Your assignment:
Copy every record below exactly as it appears.

Data to examine:
>>>>

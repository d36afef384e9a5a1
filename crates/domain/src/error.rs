// Copyright (C) 2026 Fred Clausen
// Use of this source code is governed by an MIT-style
// license that can be found in the LICENSE file or at
// https://opensource.org/licenses/MIT.

/// Errors produced by domain validation.
///
/// Domain validation runs before any write; these errors always map to
/// client errors at the API boundary.
#[derive(Debug, Clone, PartialEq, Eq)]
pub enum DomainError {
    /// A date string did not match `YYYY-MM-DD`.
    InvalidDate {
        /// The offending value.
        value: String,
    },
    /// A department-id list contained a non-integer entry.
    InvalidDepartmentIds {
        /// The offending raw list.
        value: String,
    },
    /// A department-id list was empty after parsing.
    EmptyDepartmentIds,
    /// A committee id was supplied without department ids, or vice versa.
    IncompletePairing,
    /// An update carried no fields, no pairing, and no file.
    EmptyUpdate,
    /// A file was supplied without a user id to attribute it to.
    MissingUserForFile,
    /// A page number below 1 was requested.
    InvalidPage {
        /// The requested page.
        page: i64,
    },
    /// A page size outside 1..=100 was requested.
    InvalidLimit {
        /// The requested limit.
        limit: i64,
    },
}

impl std::fmt::Display for DomainError {
    fn fmt(&self, f: &mut std::fmt::Formatter<'_>) -> std::fmt::Result {
        match self {
            Self::InvalidDate { value } => {
                write!(f, "Invalid date '{value}'; expected YYYY-MM-DD")
            }
            Self::InvalidDepartmentIds { value } => {
                write!(f, "Invalid department id list '{value}'")
            }
            Self::EmptyDepartmentIds => write!(f, "Department id list is empty"),
            Self::IncompletePairing => {
                write!(
                    f,
                    "Committee id and department ids must be supplied together"
                )
            }
            Self::EmptyUpdate => write!(f, "Update carries no changes"),
            Self::MissingUserForFile => {
                write!(f, "A user id is required when uploading a file")
            }
            Self::InvalidPage { page } => write!(f, "Invalid page {page}; must be >= 1"),
            Self::InvalidLimit { limit } => {
                write!(f, "Invalid limit {limit}; must be between 1 and 100")
            }
        }
    }
}

impl std::error::Error for DomainError {}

<<<<

Answer space:
repository d36afef384e9a5a1
filename crates/domain/src/error.rs
// Copyright (C) 2026 Fred Clausen
// Use of this source code is governed by an MIT-style
// license that can be found in the LICENSE file or at
// https://opensource.org/licenses/MIT.

/// Errors produced by domain validation.
///
/// Domain validation runs before any write; these errors always map to
/// client errors at the API boundary.
#[derive(Debug, Clone, PartialEq, Eq)]
pub enum DomainError {
    /// A date string did not match `YYYY-MM-DD`.
    InvalidDate {
        /// The offending value.
        value: String,
    },
    /// A department-id list contained a non-integer entry.
    InvalidDepartmentIds {
        /// The offending raw list.
        value: String,
    },
    /// A department-id list was empty after parsing.
    EmptyDepartmentIds,
    /// A committee id was supplied without department ids, or vice versa.
    IncompletePairing,
    /// An update carried no fields, no pairing, and no file.
    EmptyUpdate,
    /// A file was supplied without a user id to attribute it to.
    MissingUserForFile,
    /// A page number below 1 was requested.
    InvalidPage {
        /// The requested page.
        page: i64,
    },
    /// A page size outside 1..=100 was requested.
    InvalidLimit {
        /// The requested limit.
        limit: i64,
    },
}

impl std::fmt::Display for DomainError {
    fn fmt(&self, f: &mut std::fmt::Formatter<'_>) -> std::fmt::Result {
        match self {
            Self::InvalidDate { value } => {
                write!(f, "Invalid date '{value}'; expected YYYY-MM-DD")
            }
            Self::InvalidDepartmentIds { value } => {
                write!(f, "Invalid department id list '{value}'")
            }
            Self::EmptyDepartmentIds => write!(f, "Department id list is empty"),
            Self::IncompletePairing => {
                write!(
                    f,
                    "Committee id and department ids must be supplied together"
                )
            }
            Self::EmptyUpdate => write!(f, "Update carries no changes"),
            Self::MissingUserForFile => {
                write!(f, "A user id is required when uploading a file")
            }
            Self::InvalidPage { page } => write!(f, "Invalid page {page}; must be >= 1"),
            Self::InvalidLimit { limit } => {
                write!(f, "Invalid limit {limit}; must be between 1 and 100")
            }
        }
    }
}

impl std::error::Error for DomainError {}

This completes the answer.